» Activity
Your answer must be an exact copy of the records below.
# # #
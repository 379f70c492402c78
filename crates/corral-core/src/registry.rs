use crate::container::{Container, ContainerConfig, ContainerInfo};
use crate::id;
use crate::store::ContainerStore;
use crate::CoreError;
use corral_layers::{ImageRef, LayerSource};
use corral_runtime::{IsolationProvider, ResourceLimits, StdioMode};
use std::collections::HashMap;
use std::sync::{Arc, Mutex, MutexGuard, PoisonError};
use std::time::Duration;
use tracing::{debug, info, warn};

pub const DEFAULT_STOP_GRACE: Duration = Duration::from_secs(3);

#[derive(Debug, Clone, Copy, PartialEq, Eq)]
pub struct RegistryOptions {
    pub default_limits: ResourceLimits,
    pub stop_grace: Duration,
}

impl Default for RegistryOptions {
    fn default() -> Self {
        Self {
            default_limits: ResourceLimits::default(),
            stop_grace: DEFAULT_STOP_GRACE,
        }
    }
}

#[derive(Debug, Clone, PartialEq, Eq)]
pub struct RunRequest {
    pub command: String,
    pub args: Vec<String>,
    pub image: Option<String>,
    pub limits: Option<ResourceLimits>,
    pub stdio: StdioMode,
}

impl RunRequest {
    pub fn new(command: impl Into<String>, args: Vec<String>) -> Self {
        Self {
            command: command.into(),
            args,
            image: None,
            limits: None,
            stdio: StdioMode::default(),
        }
    }
}

/// The daemon's `id → Container` map.
///
/// The map lock is only held to insert, remove or clone out an `Arc`;
/// lifecycle work always runs on the cloned handle so a slow `start` or
/// `kill` never blocks `list`.
pub struct Registry {
    containers: Mutex<HashMap<String, Arc<Container>>>,
    provider: Arc<dyn IsolationProvider>,
    store: ContainerStore,
    layer_source: Option<Arc<dyn LayerSource>>,
    options: RegistryOptions,
}

impl Registry {
    pub fn new(
        provider: Arc<dyn IsolationProvider>,
        store: ContainerStore,
        options: RegistryOptions,
    ) -> Self {
        Self {
            containers: Mutex::new(HashMap::new()),
            provider,
            store,
            layer_source: None,
            options,
        }
    }

    pub fn with_layer_source(mut self, source: Arc<dyn LayerSource>) -> Self {
        self.layer_source = Some(source);
        self
    }

    pub fn provider(&self) -> &Arc<dyn IsolationProvider> {
        &self.provider
    }

    pub fn store(&self) -> &ContainerStore {
        &self.store
    }

    pub fn options(&self) -> &RegistryOptions {
        &self.options
    }

    /// Create, optionally assemble an image into, and start a container.
    /// On failure the container is dropped from the map and from disk.
    pub fn run(&self, request: RunRequest) -> Result<Arc<Container>, CoreError> {
        let image = request
            .image
            .as_deref()
            .map(ImageRef::parse)
            .transpose()
            .map_err(|e| CoreError::Argument(e.to_string()))?;
        if image.is_some() && self.layer_source.is_none() {
            return Err(CoreError::Argument(
                "no image source configured".to_owned(),
            ));
        }

        let config = ContainerConfig {
            command: request.command,
            args: request.args,
            limits: request.limits.unwrap_or(self.options.default_limits),
            image: image.as_ref().map(ToString::to_string),
        };
        let container = Arc::new(Container::create(
            config,
            self.provider.clone(),
            self.store.clone(),
        )?);
        self.lock()
            .insert(container.id().to_owned(), container.clone());

        if let Err(e) = self.launch(&container, image.as_ref(), request.stdio) {
            warn!("failed to run container {}: {e}", container.id());
            self.discard(container.id());
            return Err(e);
        }
        Ok(container)
    }

    fn launch(
        &self,
        container: &Container,
        image: Option<&ImageRef>,
        stdio: StdioMode,
    ) -> Result<u32, CoreError> {
        if let (Some(image), Some(source)) = (image, &self.layer_source) {
            let fetched = source.fetch_layers(image)?;
            let report = container.prepare_filesystem(fetched.layers)?;
            debug!(
                "assembled {image} for {}: {} layers, {} files, {} whiteouts",
                container.id(),
                report.layers,
                report.files,
                report.whiteouts
            );
        }
        container.start(stdio)
    }

    fn discard(&self, id: &str) {
        self.lock().remove(id);
        if let Err(e) = self.store.remove(id) {
            warn!("failed to remove record of container {id}: {e}");
        }
    }

    pub fn get(&self, id: &str) -> Result<Arc<Container>, CoreError> {
        self.lock()
            .get(id)
            .cloned()
            .ok_or_else(|| CoreError::NotFound(id.to_owned()))
    }

    /// Stop a container, keeping it listed as `Stopped`. Repeated stops
    /// succeed without side effects.
    pub fn stop(&self, id: &str) -> Result<ContainerInfo, CoreError> {
        let container = self.get(id)?;
        container.kill(self.options.stop_grace)?;
        Ok(container.inspect())
    }

    /// Forget a stopped or failed container and delete its rootfs.
    pub fn remove(&self, id: &str) -> Result<(), CoreError> {
        let container = self.get(id)?;
        container.destroy()?;
        self.lock().remove(id);
        info!("removed container {id}");
        Ok(())
    }

    pub fn inspect(&self, id: &str) -> Result<ContainerInfo, CoreError> {
        Ok(self.get(id)?.inspect())
    }

    /// Snapshot of every known container, sorted by id.
    pub fn list(&self) -> Vec<ContainerInfo> {
        let containers: Vec<Arc<Container>> = self.lock().values().cloned().collect();
        let mut infos: Vec<ContainerInfo> = containers.iter().map(|c| c.inspect()).collect();
        infos.sort_by(|a, b| a.id.cmp(&b.id));
        infos
    }

    /// Collect containers whose process exited on its own. Returns how many
    /// were reaped.
    pub fn reap_all(&self) -> usize {
        let containers: Vec<Arc<Container>> = self.lock().values().cloned().collect();
        containers.iter().filter(|c| c.reap()).count()
    }

    /// Load every record under the state directory into the map. Returns the
    /// number of containers still running.
    pub fn recover(&self) -> Result<usize, CoreError> {
        let mut running = 0;
        for record in self.store.list()? {
            id::observe(&record.id);
            let container = Container::recover(record, self.provider.clone(), self.store.clone());
            if container.pid().is_some() {
                running += 1;
            }
            debug!("recovered container {} as {}", container.id(), container.state());
            self.lock()
                .insert(container.id().to_owned(), Arc::new(container));
        }
        info!("recovered {} containers, {running} still running", self.len());
        Ok(running)
    }

    pub fn len(&self) -> usize {
        self.lock().len()
    }

    pub fn is_empty(&self) -> bool {
        self.lock().is_empty()
    }

    fn lock(&self) -> MutexGuard<'_, HashMap<String, Arc<Container>>> {
        self.containers
            .lock()
            .unwrap_or_else(PoisonError::into_inner)
    }
}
# # #
» Answer below
repository 379f70c492402c78
filename crates/corral-core/src/registry.rs
use crate::container::{Container, ContainerConfig, ContainerInfo};
use crate::id;
use crate::store::ContainerStore;
use crate::CoreError;
use corral_layers::{ImageRef, LayerSource};
use corral_runtime::{IsolationProvider, ResourceLimits, StdioMode};
use std::collections::HashMap;
use std::sync::{Arc, Mutex, MutexGuard, PoisonError};
use std::time::Duration;
use tracing::{debug, info, warn};

pub const DEFAULT_STOP_GRACE: Duration = Duration::from_secs(3);

#[derive(Debug, Clone, Copy, PartialEq, Eq)]
pub struct RegistryOptions {
    pub default_limits: ResourceLimits,
    pub stop_grace: Duration,
}

impl Default for RegistryOptions {
    fn default() -> Self {
        Self {
            default_limits: ResourceLimits::default(),
            stop_grace: DEFAULT_STOP_GRACE,
        }
    }
}

#[derive(Debug, Clone, PartialEq, Eq)]
pub struct RunRequest {
    pub command: String,
    pub args: Vec<String>,
    pub image: Option<String>,
    pub limits: Option<ResourceLimits>,
    pub stdio: StdioMode,
}

impl RunRequest {
    pub fn new(command: impl Into<String>, args: Vec<String>) -> Self {
        Self {
            command: command.into(),
            args,
            image: None,
            limits: None,
            stdio: StdioMode::default(),
        }
    }
}

/// The daemon's `id → Container` map.
///
/// The map lock is only held to insert, remove or clone out an `Arc`;
/// lifecycle work always runs on the cloned handle so a slow `start` or
/// `kill` never blocks `list`.
pub struct Registry {
    containers: Mutex<HashMap<String, Arc<Container>>>,
    provider: Arc<dyn IsolationProvider>,
    store: ContainerStore,
    layer_source: Option<Arc<dyn LayerSource>>,
    options: RegistryOptions,
}

impl Registry {
    pub fn new(
        provider: Arc<dyn IsolationProvider>,
        store: ContainerStore,
        options: RegistryOptions,
    ) -> Self {
        Self {
            containers: Mutex::new(HashMap::new()),
            provider,
            store,
            layer_source: None,
            options,
        }
    }

    pub fn with_layer_source(mut self, source: Arc<dyn LayerSource>) -> Self {
        self.layer_source = Some(source);
        self
    }

    pub fn provider(&self) -> &Arc<dyn IsolationProvider> {
        &self.provider
    }

    pub fn store(&self) -> &ContainerStore {
        &self.store
    }

    pub fn options(&self) -> &RegistryOptions {
        &self.options
    }

    /// Create, optionally assemble an image into, and start a container.
    /// On failure the container is dropped from the map and from disk.
    pub fn run(&self, request: RunRequest) -> Result<Arc<Container>, CoreError> {
        let image = request
            .image
            .as_deref()
            .map(ImageRef::parse)
            .transpose()
            .map_err(|e| CoreError::Argument(e.to_string()))?;
        if image.is_some() && self.layer_source.is_none() {
            return Err(CoreError::Argument(
                "no image source configured".to_owned(),
            ));
        }

        let config = ContainerConfig {
            command: request.command,
            args: request.args,
            limits: request.limits.unwrap_or(self.options.default_limits),
            image: image.as_ref().map(ToString::to_string),
        };
        let container = Arc::new(Container::create(
            config,
            self.provider.clone(),
            self.store.clone(),
        )?);
        self.lock()
            .insert(container.id().to_owned(), container.clone());

        if let Err(e) = self.launch(&container, image.as_ref(), request.stdio) {
            warn!("failed to run container {}: {e}", container.id());
            self.discard(container.id());
            return Err(e);
        }
        Ok(container)
    }

    fn launch(
        &self,
        container: &Container,
        image: Option<&ImageRef>,
        stdio: StdioMode,
    ) -> Result<u32, CoreError> {
        if let (Some(image), Some(source)) = (image, &self.layer_source) {
            let fetched = source.fetch_layers(image)?;
            let report = container.prepare_filesystem(fetched.layers)?;
            debug!(
                "assembled {image} for {}: {} layers, {} files, {} whiteouts",
                container.id(),
                report.layers,
                report.files,
                report.whiteouts
            );
        }
        container.start(stdio)
    }

    fn discard(&self, id: &str) {
        self.lock().remove(id);
        if let Err(e) = self.store.remove(id) {
            warn!("failed to remove record of container {id}: {e}");
        }
    }

    pub fn get(&self, id: &str) -> Result<Arc<Container>, CoreError> {
        self.lock()
            .get(id)
            .cloned()
            .ok_or_else(|| CoreError::NotFound(id.to_owned()))
    }

    /// Stop a container, keeping it listed as `Stopped`. Repeated stops
    /// succeed without side effects.
    pub fn stop(&self, id: &str) -> Result<ContainerInfo, CoreError> {
        let container = self.get(id)?;
        container.kill(self.options.stop_grace)?;
        Ok(container.inspect())
    }

    /// Forget a stopped or failed container and delete its rootfs.
    pub fn remove(&self, id: &str) -> Result<(), CoreError> {
        let container = self.get(id)?;
        container.destroy()?;
        self.lock().remove(id);
        info!("removed container {id}");
        Ok(())
    }

    pub fn inspect(&self, id: &str) -> Result<ContainerInfo, CoreError> {
        Ok(self.get(id)?.inspect())
    }

    /// Snapshot of every known container, sorted by id.
    pub fn list(&self) -> Vec<ContainerInfo> {
        let containers: Vec<Arc<Container>> = self.lock().values().cloned().collect();
        let mut infos: Vec<ContainerInfo> = containers.iter().map(|c| c.inspect()).collect();
        infos.sort_by(|a, b| a.id.cmp(&b.id));
        infos
    }

    /// Collect containers whose process exited on its own. Returns how many
    /// were reaped.
    pub fn reap_all(&self) -> usize {
        let containers: Vec<Arc<Container>> = self.lock().values().cloned().collect();
        containers.iter().filter(|c| c.reap()).count()
    }

    /// Load every record under the state directory into the map. Returns the
    /// number of containers still running.
    pub fn recover(&self) -> Result<usize, CoreError> {
        let mut running = 0;
        for record in self.store.list()? {
            id::observe(&record.id);
            let container = Container::recover(record, self.provider.clone(), self.store.clone());
            if container.pid().is_some() {
                running += 1;
            }
            debug!("recovered container {} as {}", container.id(), container.state());
            self.lock()
                .insert(container.id().to_owned(), Arc::new(container));
        }
        info!("recovered {} containers, {running} still running", self.len());
        Ok(running)
    }

    pub fn len(&self) -> usize {
        self.lock().len()
    }

    pub fn is_empty(&self) -> bool {
        self.lock().is_empty()
    }

    fn lock(&self) -> MutexGuard<'_, HashMap<String, Arc<Container>>> {
        self.containers
            .lock()
            .unwrap_or_else(PoisonError::into_inner)
    }
}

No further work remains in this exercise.